Segment Open

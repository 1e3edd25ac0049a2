use crate::error::{Error, Result};
use serde::{Deserialize, Serialize};
use std::fmt;
use std::str::FromStr;

/// Scheduling priority a task is submitted under.
#[derive(Debug, Clone, Copy, PartialEq, Eq, Hash, Serialize, Deserialize)]
#[serde(rename_all = "lowercase")]
#[repr(u8)]
pub enum Priority {
    Background = 0,
    Low = 1,
    Default = 2,
    Ui = 3,
    High = 4,
    Highest = 5,
}

impl Default for Priority {
    fn default() -> Self {
        Priority::Default
    }
}

impl Priority {
    pub const COUNT: usize = 6;

    pub const ALL: [Priority; Priority::COUNT] = [
        Priority::Background,
        Priority::Low,
        Priority::Default,
        Priority::Ui,
        Priority::High,
        Priority::Highest,
    ];

    /// Weight class backing this priority, `None` for the UI-confined context.
    pub fn weight_class(self) -> Option<WeightClass> {
        match self {
            Priority::Background => Some(WeightClass::Background),
            Priority::Low => Some(WeightClass::Utility),
            Priority::Default => Some(WeightClass::Default),
            Priority::High => Some(WeightClass::UserInteractive),
            Priority::Highest => Some(WeightClass::UserInitiated),
            Priority::Ui => None,
        }
    }

    pub fn is_ui(self) -> bool {
        self == Priority::Ui
    }

    pub(crate) fn index(self) -> usize {
        self as usize
    }

    pub fn as_str(self) -> &'static str {
        match self {
            Priority::Background => "background",
            Priority::Low => "low",
            Priority::Default => "default",
            Priority::Ui => "ui",
            Priority::High => "high",
            Priority::Highest => "highest",
        }
    }
}

impl fmt::Display for Priority {
    fn fmt(&self, f: &mut fmt::Formatter<'_>) -> fmt::Result {
        f.write_str(self.as_str())
    }
}

impl FromStr for Priority {
    type Err = Error;

    fn from_str(s: &str) -> Result<Self> {
        Priority::ALL
            .into_iter()
            .find(|p| p.as_str().eq_ignore_ascii_case(s.trim()))
            .ok_or_else(|| Error::unsupported_priority(s))
    }
}

/// Concurrency class of the execution mechanism behind a weighted priority.
#[derive(Debug, Clone, Copy, PartialEq, Eq, PartialOrd, Ord, Hash, Serialize, Deserialize)]
#[serde(rename_all = "kebab-case")]
pub enum WeightClass {
    Background,
    Utility,
    Default,
    UserInitiated,
    UserInteractive,
}

impl WeightClass {
    pub fn label(self) -> &'static str {
        match self {
            WeightClass::Background => "background",
            WeightClass::Utility => "utility",
            WeightClass::Default => "default",
            WeightClass::UserInitiated => "user-initiated",
            WeightClass::UserInteractive => "user-interactive",
        }
    }

    /// Number of workers a concurrent context of this class gets out of `max`.
    pub fn concurrency(self, max: usize) -> usize {
        let scaled = match self {
            WeightClass::Background => max / 4,
            WeightClass::Utility => max / 2,
            _ => max,
        };
        scaled.max(1)
    }

    /// Nice value applied to worker threads; only ever lowers OS priority.
    pub fn nice(self) -> i32 {
        match self {
            WeightClass::Background => 10,
            WeightClass::Utility => 5,
            _ => 0,
        }
    }
}

impl fmt::Display for WeightClass {
    fn fmt(&self, f: &mut fmt::Formatter<'_>) -> fmt::Result {
        f.write_str(self.label())
    }
}
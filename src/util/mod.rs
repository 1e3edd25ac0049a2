pub mod backoff;
pub mod cache_padded;
pub mod counter;
pub(crate) mod thread;

pub use backoff::Backoff;
pub use cache_padded::CachePadded;
pub use counter::Counter;
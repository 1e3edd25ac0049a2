//! Measurement and reporting of observed task executions.
//!
//! Probes measure a single execution, sinks receive the measurements, and
//! the metrics collector aggregates them per priority for export.

pub mod probe;
pub mod sink;

#[cfg(feature = "telemetry")]
pub mod metrics;

#[cfg(feature = "telemetry")]
pub mod export;

pub use metrics::{Metrics, MetricsSnapshot, PriorityMetrics};
pub use probe::{ElapsedProbe, Measurement, MetricProbe, RecordProbe, TaskRecord};
pub use sink::{LogSink, MetricSink, ObservedRecord, Outcome, RecordBuffer};

#[cfg(feature = "telemetry")]
pub use export::{JsonExporter, LogExporter, MetricsExporter};

// Stub implementations when telemetry is disabled
#[cfg(not(feature = "telemetry"))]
pub mod metrics {
    use super::sink::{MetricSink, Outcome};
    use crate::scheduler::Priority;
    use std::time::Duration;

    #[derive(Debug, Clone, Default)]
    pub struct Metrics;

    impl Metrics {
        pub fn new() -> Self {
            Self
        }
        pub fn record_task_execution(&self, _: Priority, _: u64, _: Outcome) {}
        pub fn snapshot(&self, priority: Priority) -> PriorityMetrics {
            PriorityMetrics {
                priority,
                ..PriorityMetrics::default()
            }
        }
        pub fn snapshot_all(&self) -> MetricsSnapshot {
            MetricsSnapshot::default()
        }
    }

    impl<M> MetricSink<M> for Metrics {
        fn record(&self, _: Priority, _: Outcome, _: &M) {}
    }

    #[derive(Debug, Clone, Default, PartialEq)]
    pub struct PriorityMetrics {
        pub priority: Priority,
        pub tasks_executed: u64,
        pub tasks_panicked: u64,
        pub busy_time_ns: u64,
        pub avg_latency_ns: u64,
        pub p50_latency_ns: u64,
        pub p95_latency_ns: u64,
        pub p99_latency_ns: u64,
        pub max_latency_ns: u64,
    }

    #[derive(Debug, Clone, Default)]
    pub struct MetricsSnapshot {
        pub uptime: Duration,
        pub priorities: Vec<PriorityMetrics>,
    }
}
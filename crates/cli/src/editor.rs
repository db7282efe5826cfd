//! Plaintext editing surface.

use std::fs;
use std::io::Write;
use std::process::Command;

use anyhow::{bail, Context, Result};
use tracing::debug;

/// Something that lets the user change the decrypted credentials.
pub trait EditSurface {
    /// Present `content` for editing and return the result.
    fn edit(&self, content: &str) -> Result<String>;
}

/// Opens the content in an external editor via a private temporary file.
///
/// The temporary file is created with mode 0600 and removed when editing
/// ends, whether or not the editor succeeded.
#[derive(Debug, Clone)]
pub struct ExternalEditor {
    command: String,
}

impl ExternalEditor {
    /// `command` is split on whitespace; the file path is appended.
    pub fn new(command: impl Into<String>) -> Self {
        Self {
            command: command.into(),
        }
    }

    /// Pick the editor: `--editor`/`$VISUAL`, then `$EDITOR`, then `vi`.
    pub fn resolve(visual: Option<String>, editor: Option<String>) -> Self {
        let command = visual
            .filter(|c| !c.trim().is_empty())
            .or_else(|| editor.filter(|c| !c.trim().is_empty()))
            .unwrap_or_else(|| "vi".to_owned());
        Self::new(command)
    }

    /// The editor command line.
    pub fn command(&self) -> &str {
        &self.command
    }
}

impl EditSurface for ExternalEditor {
    fn edit(&self, content: &str) -> Result<String> {
        let mut args = self.command.split_whitespace();
        let program = args.next().context("editor command is empty")?;

        let mut file = tempfile::Builder::new()
            .suffix("-credentials.yml")
            .tempfile()
            .context("unable to create temporary file for editing")?;
        file.write_all(content.as_bytes())
            .context("unable to write temporary file for editing")?;
        file.flush()
            .context("unable to write temporary file for editing")?;

        debug!(editor = program, path = %file.path().display(), "starting editor");
        let status = Command::new(program)
            .args(args)
            .arg(file.path())
            .status()
            .with_context(|| format!("unable to start editor `{program}`"))?;
        if !status.success() {
            bail!("editor `{program}` failed with {status}");
        }

        // Editors may replace the file instead of writing in place.
        fs::read_to_string(file.path()).context("unable to read temporary file")
    }
}

#[cfg(test)]
mod tests {
    use super::*;

    #[test]
    fn resolve_prefers_visual_then_editor_then_vi() {
        let e = ExternalEditor::resolve(Some("code --wait".into()), Some("nano".into()));
        assert_eq!(e.command(), "code --wait");
        let e = ExternalEditor::resolve(Some("  ".into()), Some("nano".into()));
        assert_eq!(e.command(), "nano");
        let e = ExternalEditor::resolve(None, None);
        assert_eq!(e.command(), "vi");
    }

    #[test]
    fn empty_command_is_an_error() {
        assert!(ExternalEditor::new("").edit("x").is_err());
    }

    #[cfg(unix)]
    #[test]
    fn noop_editor_returns_content_unchanged() {
        let edited = ExternalEditor::new("true").edit("a: 1\n").unwrap();
        assert_eq!(edited, "a: 1\n");
    }

    #[cfg(unix)]
    #[test]
    fn failing_editor_is_an_error() {
        assert!(ExternalEditor::new("false").edit("a: 1\n").is_err());
    }

    #[cfg(unix)]
    #[test]
    fn editor_changes_are_read_back() {
        use std::os::unix::fs::PermissionsExt;

        let dir = tempfile::tempdir().unwrap();
        let script = dir.path().join("fake-editor.sh");
        fs::write(&script, "#!/bin/sh\nprintf 'b: 2\\n' >> \"$1\"\n").unwrap();
        fs::set_permissions(&script, fs::Permissions::from_mode(0o755)).unwrap();

        let edited = ExternalEditor::new(format!("sh {}", script.display()))
            .edit("a: 1\n")
            .unwrap();
        assert_eq!(edited, "a: 1\nb: 2\n");
    }
}
//! Tracing subscriber initialisation.

use anyhow::Result;
use tracing_subscriber::EnvFilter;

/// Initialise the global tracing subscriber.
///
/// Outputs structured JSON logs to stdout at the configured log level.
///
/// # Errors
///
/// Returns an error if the subscriber has already been set.
pub fn init_telemetry(log_level: &str) -> Result<()> {
    let filter = EnvFilter::try_from_default_env().unwrap_or_else(|_| EnvFilter::new(log_level));

    tracing_subscriber::fmt()
        .json()
        .with_env_filter(filter)
        .try_init()
        .map_err(|e| anyhow::anyhow!("failed to initialise tracing subscriber: {e}"))
}
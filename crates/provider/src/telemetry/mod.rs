//! Structured logging for the provider service.
//!
//! # Telemetry invariants
//!
//! - **No master keys, plaintext credentials or ciphertext** may appear in any
//!   span attribute or log field. Handlers log error kinds and sizes only.
//! - Log level is configurable via `LOG_LEVEL` (default: `info`); `RUST_LOG`
//!   takes precedence when set.

pub mod init;

pub use init::init_telemetry;
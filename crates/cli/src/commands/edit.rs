//! `edit`: decrypt, hand to the editing surface, re-encrypt if changed.

use std::fs;
use std::io::ErrorKind;

use anyhow::{Context as _, Result};
use credentials::{
    decrypt_credentials, encrypt_credentials, generate_master_key, template, MasterKey,
};
use tracing::{debug, info};

use super::decrypt_failed_message;
use crate::context::Context;
use crate::editor::EditSurface;
use crate::fs::{atomic_write, CREDENTIALS_FILE_MODE, KEY_FILE_MODE};

/// Run the edit flow against `surface`.
///
/// Creates the master key file when no key is available, and starts from
/// the default template when the credentials file does not exist yet.
pub fn run(ctx: &Context, surface: &dyn EditSurface) -> Result<()> {
    let key = match ctx.master_key.clone() {
        Some(key) => key,
        None => create_master_key(ctx)?,
    };

    let original = load_plaintext(ctx, &key)?;

    eprintln!("Editing {}...", ctx.credentials_file.display());
    let edited = surface.edit(&original)?;
    if edited == original {
        info!("credentials unchanged; nothing to save");
        return Ok(());
    }

    let encrypted = encrypt_credentials(&key, &edited).context("unable to encrypt")?;
    atomic_write(
        &ctx.credentials_file,
        encrypted.as_bytes(),
        CREDENTIALS_FILE_MODE,
    )
    .context("unable to save encrypted file")?;
    debug!(content_len = edited.len(), "credentials encrypted and saved");
    eprintln!("File encrypted and saved.");
    Ok(())
}

fn create_master_key(ctx: &Context) -> Result<MasterKey> {
    let key = generate_master_key().context("unable to generate a master key")?;
    let path = ctx.master_key_file.display();
    eprintln!(
        "Adding {path} to store the encryption key: {}\n\n\
         Save this in a password manager your team can access.\n\n\
         If you lose the key, no one, including you, can access anything encrypted with it.\n\n      \
         create  {path}\n",
        key.as_hex()
    );
    atomic_write(&ctx.master_key_file, key.as_hex().as_bytes(), KEY_FILE_MODE)
        .context("write master key file failed")?;
    info!(path = %path, "master key file created");
    Ok(key)
}

fn load_plaintext(ctx: &Context, key: &MasterKey) -> Result<String> {
    match fs::read_to_string(&ctx.credentials_file) {
        Ok(encrypted) => decrypt_credentials(key, encrypted.trim()).map_err(|e| {
            eprintln!("{}", decrypt_failed_message(&ctx.credentials_file));
            anyhow::Error::new(e).context("decrypt failed")
        }),
        Err(e) if e.kind() == ErrorKind::NotFound => {
            debug!("credentials file absent; starting from template");
            template::new_credentials_content()
                .context("render credentials.yml template failed")
        }
        Err(e) => Err(e).with_context(|| {
            format!("unable to read {}", ctx.credentials_file.display())
        }),
    }
}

Segment Closed

Each line of the entries above that contains "Hash" must be copied into the answer.

## EXERCISE RESPONSE
#[derive(Debug, Clone, Copy, PartialEq, Eq, Hash, Serialize, Deserialize)]
#[derive(Debug, Clone, Copy, PartialEq, Eq, PartialOrd, Ord, Hash, Serialize, Deserialize)]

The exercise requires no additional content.